Hello all devs. This is a request (hopefully to benefit all! :-) )

arimail · February 12, 2015, 7:48am

Hi all developers,

I am not skilled enough to pull this off. But I’d need a script that finds repeated Kanji in a text and deletes the doubles so that there’s only one of each kanji.

You see, I am working on extracting dialogue from games (I’m starting with SNES) and writing down what kanji needs to be learned, and also big parts of the dialogue/vocab that needs to be learned to be able to play (at least stumble through) the games in Japanese. A script as mentioned above would greatly ease my job.

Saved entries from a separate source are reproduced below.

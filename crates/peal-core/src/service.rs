//! The authoritative mutation/query surface over the call record store.
//!
//! Every operation authorizes the actor against the record's participants
//! before touching it, runs its read-modify-write inside one transaction,
//! and publishes the resulting record snapshot on the change feed. Late
//! teardown calls against already-terminal records succeed as no-ops so two
//! parties racing to end the same call both get a clean result.

use std::time::Duration;

use chrono::Utc;
use sqlx::SqlitePool;
use tokio::sync::broadcast;
use tracing::{debug, warn};

use peal_common::{
    end_reason, CallId, CallRole, CallSnapshot, CallStatus, Error, IceCandidate, Result,
    SessionDescription, UserId,
};

use crate::guard::UserLocks;
use crate::store;

/// How long a call may ring before the sweep marks it missed.
pub const DEFAULT_RING_TIMEOUT: Duration = Duration::from_secs(30);

const FEED_CAPACITY: usize = 256;

/// Outcome of a candidate submission.
///
/// `Ignored` is the benign case: a candidate that arrived after teardown is
/// expected and dropped without error.
#[derive(Debug, Clone, Copy, PartialEq, Eq)]
pub enum CandidateOutcome {
    Stored,
    Ignored,
}

pub struct CallService {
    pool: SqlitePool,
    locks: UserLocks,
    feed: broadcast::Sender<CallSnapshot>,
    ring_timeout: Duration,
}

impl CallService {
    pub fn new(pool: SqlitePool) -> Self {
        Self::with_ring_timeout(pool, DEFAULT_RING_TIMEOUT)
    }

    pub fn with_ring_timeout(pool: SqlitePool, ring_timeout: Duration) -> Self {
        let (feed, _) = broadcast::channel(FEED_CAPACITY);
        Self {
            pool,
            locks: UserLocks::default(),
            feed,
            ring_timeout,
        }
    }

    /// Subscribe to record snapshots published after every committed
    /// mutation. Each engine holds exactly one subscription.
    pub fn subscribe(&self) -> broadcast::Receiver<CallSnapshot> {
        self.feed.subscribe()
    }

    pub fn subscriber_count(&self) -> usize {
        self.feed.receiver_count()
    }

    pub fn ring_timeout(&self) -> Duration {
        self.ring_timeout
    }

    /// Create a new ringing call after checking that neither party already
    /// holds an active one.
    ///
    /// The active-call check and the insert span two records, so they run
    /// under both parties' advisory locks in addition to the transaction.
    pub async fn initiate(
        &self,
        caller: &UserId,
        callee: &UserId,
        offer: SessionDescription,
    ) -> Result<CallId> {
        if caller == callee {
            return Err(Error::SelfCall);
        }

        let _held = self.locks.lock_pair(caller, callee).await;
        let mut tx = self.pool.begin().await.map_err(Error::storage)?;

        if store::active_count_for_user(&mut tx, callee)
            .await
            .map_err(Error::storage)?
            > 0
        {
            return Err(Error::Busy {
                role: CallRole::Callee,
            });
        }
        if store::active_count_for_user(&mut tx, caller)
            .await
            .map_err(Error::storage)?
            > 0
        {
            return Err(Error::Busy {
                role: CallRole::Caller,
            });
        }

        let id = CallId::generate();
        store::insert_call(&mut tx, &id, caller, callee, &offer, Utc::now())
            .await
            .map_err(Error::storage)?;
        tx.commit().await.map_err(Error::storage)?;

        debug!(call = %id, caller = %caller, callee = %callee, "call initiated");
        self.publish(&id).await;
        Ok(id)
    }

    /// Callee accepts a ringing call with its answer description.
    pub async fn answer(
        &self,
        actor: &UserId,
        call_id: &CallId,
        answer: SessionDescription,
    ) -> Result<()> {
        let mut tx = self.pool.begin().await.map_err(Error::storage)?;
        let row = store::call_row(&mut tx, call_id)
            .await
            .map_err(Error::storage)?
            .ok_or_else(|| Error::not_found(call_id))?;

        if row.callee_id != actor.as_str() {
            return Err(Error::not_authorized("only the callee can answer"));
        }
        let status = row.status().map_err(Error::storage)?;
        if status != CallStatus::Ringing {
            return Err(Error::InvalidState { status });
        }

        let updated = store::set_answered(&mut tx, call_id, &answer)
            .await
            .map_err(Error::storage)?;
        if updated == 0 {
            return Err(Error::InvalidState { status });
        }
        tx.commit().await.map_err(Error::storage)?;

        debug!(call = %call_id, "call answered");
        self.publish(call_id).await;
        Ok(())
    }

    /// Record that the peer transport came up. Only the `answered` to
    /// `connected` edge mutates; anything else is reported as `false`
    /// rather than an error, since both sides race to report first.
    pub async fn mark_connected(&self, actor: &UserId, call_id: &CallId) -> Result<bool> {
        let mut tx = self.pool.begin().await.map_err(Error::storage)?;
        let row = store::call_row(&mut tx, call_id)
            .await
            .map_err(Error::storage)?
            .ok_or_else(|| Error::not_found(call_id))?;

        if row.caller_id != actor.as_str() && row.callee_id != actor.as_str() {
            return Err(Error::not_authorized("not a participant of this call"));
        }
        let status = row.status().map_err(Error::storage)?;
        if status != CallStatus::Answered {
            warn!(call = %call_id, %status, "connect reported outside answered");
            return Ok(false);
        }

        let updated = store::transition_status(
            &mut tx,
            call_id,
            &[CallStatus::Answered],
            CallStatus::Connected,
            None,
        )
        .await
        .map_err(Error::storage)?;
        if updated == 0 {
            return Ok(false);
        }
        tx.commit().await.map_err(Error::storage)?;

        self.publish(call_id).await;
        Ok(true)
    }

    /// Append a connectivity candidate to the sender's role list.
    pub async fn send_candidate(
        &self,
        actor: &UserId,
        call_id: &CallId,
        role: CallRole,
        candidate: IceCandidate,
    ) -> Result<CandidateOutcome> {
        let mut tx = self.pool.begin().await.map_err(Error::storage)?;
        let row = store::call_row(&mut tx, call_id)
            .await
            .map_err(Error::storage)?
            .ok_or_else(|| Error::not_found(call_id))?;

        let expected = match role {
            CallRole::Caller => &row.caller_id,
            CallRole::Callee => &row.callee_id,
        };
        if expected != actor.as_str() {
            return Err(Error::not_authorized(format!(
                "actor does not hold the {role} role"
            )));
        }

        let status = row.status().map_err(Error::storage)?;
        if !status.is_active() {
            // Candidates trailing in after teardown are expected.
            debug!(call = %call_id, %status, "dropping late candidate");
            return Ok(CandidateOutcome::Ignored);
        }

        store::append_candidate(&mut tx, call_id, role, &candidate, Utc::now())
            .await
            .map_err(Error::storage)?;
        tx.commit().await.map_err(Error::storage)?;

        self.publish(call_id).await;
        Ok(CandidateOutcome::Stored)
    }

    /// Decline (callee) or cancel (caller) a ringing call.
    pub async fn decline(&self, actor: &UserId, call_id: &CallId) -> Result<()> {
        let mut tx = self.pool.begin().await.map_err(Error::storage)?;
        let row = store::call_row(&mut tx, call_id)
            .await
            .map_err(Error::storage)?
            .ok_or_else(|| Error::not_found(call_id))?;

        if row.caller_id != actor.as_str() && row.callee_id != actor.as_str() {
            return Err(Error::not_authorized("not a participant of this call"));
        }
        let status = row.status().map_err(Error::storage)?;
        if status.is_terminal() {
            // Duplicate teardown from the other side already landed.
            return Ok(());
        }
        if status != CallStatus::Ringing {
            return Err(Error::InvalidState { status });
        }

        let reason = if row.callee_id == actor.as_str() {
            end_reason::DECLINED_BY_CALLEE
        } else {
            end_reason::CANCELLED_BY_CALLER
        };
        let updated = store::transition_status(
            &mut tx,
            call_id,
            &[CallStatus::Ringing],
            CallStatus::Declined,
            Some(reason),
        )
        .await
        .map_err(Error::storage)?;
        if updated == 0 {
            return Err(Error::InvalidState { status });
        }
        tx.commit().await.map_err(Error::storage)?;

        debug!(call = %call_id, reason, "call declined");
        self.publish(call_id).await;
        Ok(())
    }

    /// End a ringing, answered, or connected call. Idempotent on terminal
    /// records: the stored reason is never overwritten by a late call.
    pub async fn end(&self, actor: &UserId, call_id: &CallId) -> Result<()> {
        let mut tx = self.pool.begin().await.map_err(Error::storage)?;
        let row = store::call_row(&mut tx, call_id)
            .await
            .map_err(Error::storage)?
            .ok_or_else(|| Error::not_found(call_id))?;

        if row.caller_id != actor.as_str() && row.callee_id != actor.as_str() {
            return Err(Error::not_authorized("not a participant of this call"));
        }
        let status = row.status().map_err(Error::storage)?;
        if status.is_terminal() {
            return Ok(());
        }
        if !status.is_active() {
            return Err(Error::InvalidState { status });
        }

        let reason = if row.caller_id == actor.as_str() {
            end_reason::ENDED_BY_CALLER
        } else {
            end_reason::ENDED_BY_CALLEE
        };
        let updated = store::transition_status(
            &mut tx,
            call_id,
            &[
                CallStatus::Ringing,
                CallStatus::Answered,
                CallStatus::Connected,
            ],
            CallStatus::Ended,
            Some(reason),
        )
        .await
        .map_err(Error::storage)?;
        if updated == 0 {
            return Err(Error::InvalidState { status });
        }
        tx.commit().await.map_err(Error::storage)?;

        debug!(call = %call_id, reason, "call ended");
        self.publish(call_id).await;
        Ok(())
    }

    /// Full record for a participant; `None` for an unknown id.
    pub async fn call_details(
        &self,
        actor: &UserId,
        call_id: &CallId,
    ) -> Result<Option<CallSnapshot>> {
        let mut conn = self.pool.acquire().await.map_err(Error::storage)?;
        let Some(snapshot) = store::load_snapshot(&mut conn, call_id)
            .await
            .map_err(Error::storage)?
        else {
            return Ok(None);
        };
        if !snapshot.is_participant(actor) {
            return Err(Error::not_authorized("not a participant of this call"));
        }
        Ok(Some(snapshot))
    }

    /// The single non-terminal call the actor participates in, if any.
    ///
    /// An incoming ringing call takes precedence over anything else so a
    /// callee's engine always surfaces the ring first.
    pub async fn my_active_call(&self, actor: &UserId) -> Result<Option<CallSnapshot>> {
        let mut conn = self.pool.acquire().await.map_err(Error::storage)?;

        let row = match store::first_ringing_as_callee(&mut conn, actor)
            .await
            .map_err(Error::storage)?
        {
            Some(row) => Some(row),
            None => match store::first_active_as_caller(&mut conn, actor)
                .await
                .map_err(Error::storage)?
            {
                Some(row) => Some(row),
                None => store::first_settled_as_callee(&mut conn, actor)
                    .await
                    .map_err(Error::storage)?,
            },
        };

        match row {
            Some(row) => {
                let id = CallId::new(row.id.clone());
                store::load_snapshot(&mut conn, &id)
                    .await
                    .map_err(Error::storage)
            }
            None => Ok(None),
        }
    }

    /// Move ringing calls older than the ring timeout to `missed`.
    /// Returns how many were expired.
    pub async fn sweep_ring_timeouts(&self) -> Result<usize> {
        let timeout = chrono::Duration::from_std(self.ring_timeout)
            .unwrap_or_else(|_| chrono::Duration::seconds(30));
        let cutoff = Utc::now() - timeout;

        let mut tx = self.pool.begin().await.map_err(Error::storage)?;
        let expired = store::expire_ringing_before(&mut tx, cutoff, end_reason::RING_TIMEOUT)
            .await
            .map_err(Error::storage)?;
        tx.commit().await.map_err(Error::storage)?;

        for id in &expired {
            let id = CallId::new(id.clone());
            warn!(call = %id, "ring timeout, call missed");
            self.publish(&id).await;
        }
        Ok(expired.len())
    }

    async fn publish(&self, call_id: &CallId) {
        let snapshot = async {
            let mut conn = self.pool.acquire().await?;
            store::load_snapshot(&mut conn, call_id).await
        }
        .await;
        match snapshot {
            Ok(Some(snapshot)) => {
                // Send fails only when nobody is subscribed.
                let _ = self.feed.send(snapshot);
            }
            Ok(None) => {}
            Err(err) => warn!(call = %call_id, "failed to load snapshot for feed: {err}"),
        }
    }
}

Is anyone interested? And if the project sounds interesting, please feel free to join me in this endevour.

-Ari

zdennis · February 12, 2015, 8:09am

you want a programm where you can paste a text into it press a button and it deletes one symbole if two of the same kind are next to each other?

Or do you want a tool wich reads the text and list every kanja which exist in the text?

ocac · February 12, 2015, 8:27am

So, it sounds like what you’re doing is working through a large body of text, and then cutting it down by removing already added words as you go.
I’ve got next to no script knowledge, but I think I can offer you something useful nonetheless.

I’m working under the assumption that you’ve got the extracted dialogue in some sort of text format (thus accessible to word processors, etc.) and that it’s not riddled with “impurities” from the export process.

0. I think you should abandon the idea of deleting text - it sounds like you are doing it because the process you’re contemplating would require it. It’s a dangerous step (see 1.), and for your actual aim (identifying words and building a deck with them) completely unnecessary.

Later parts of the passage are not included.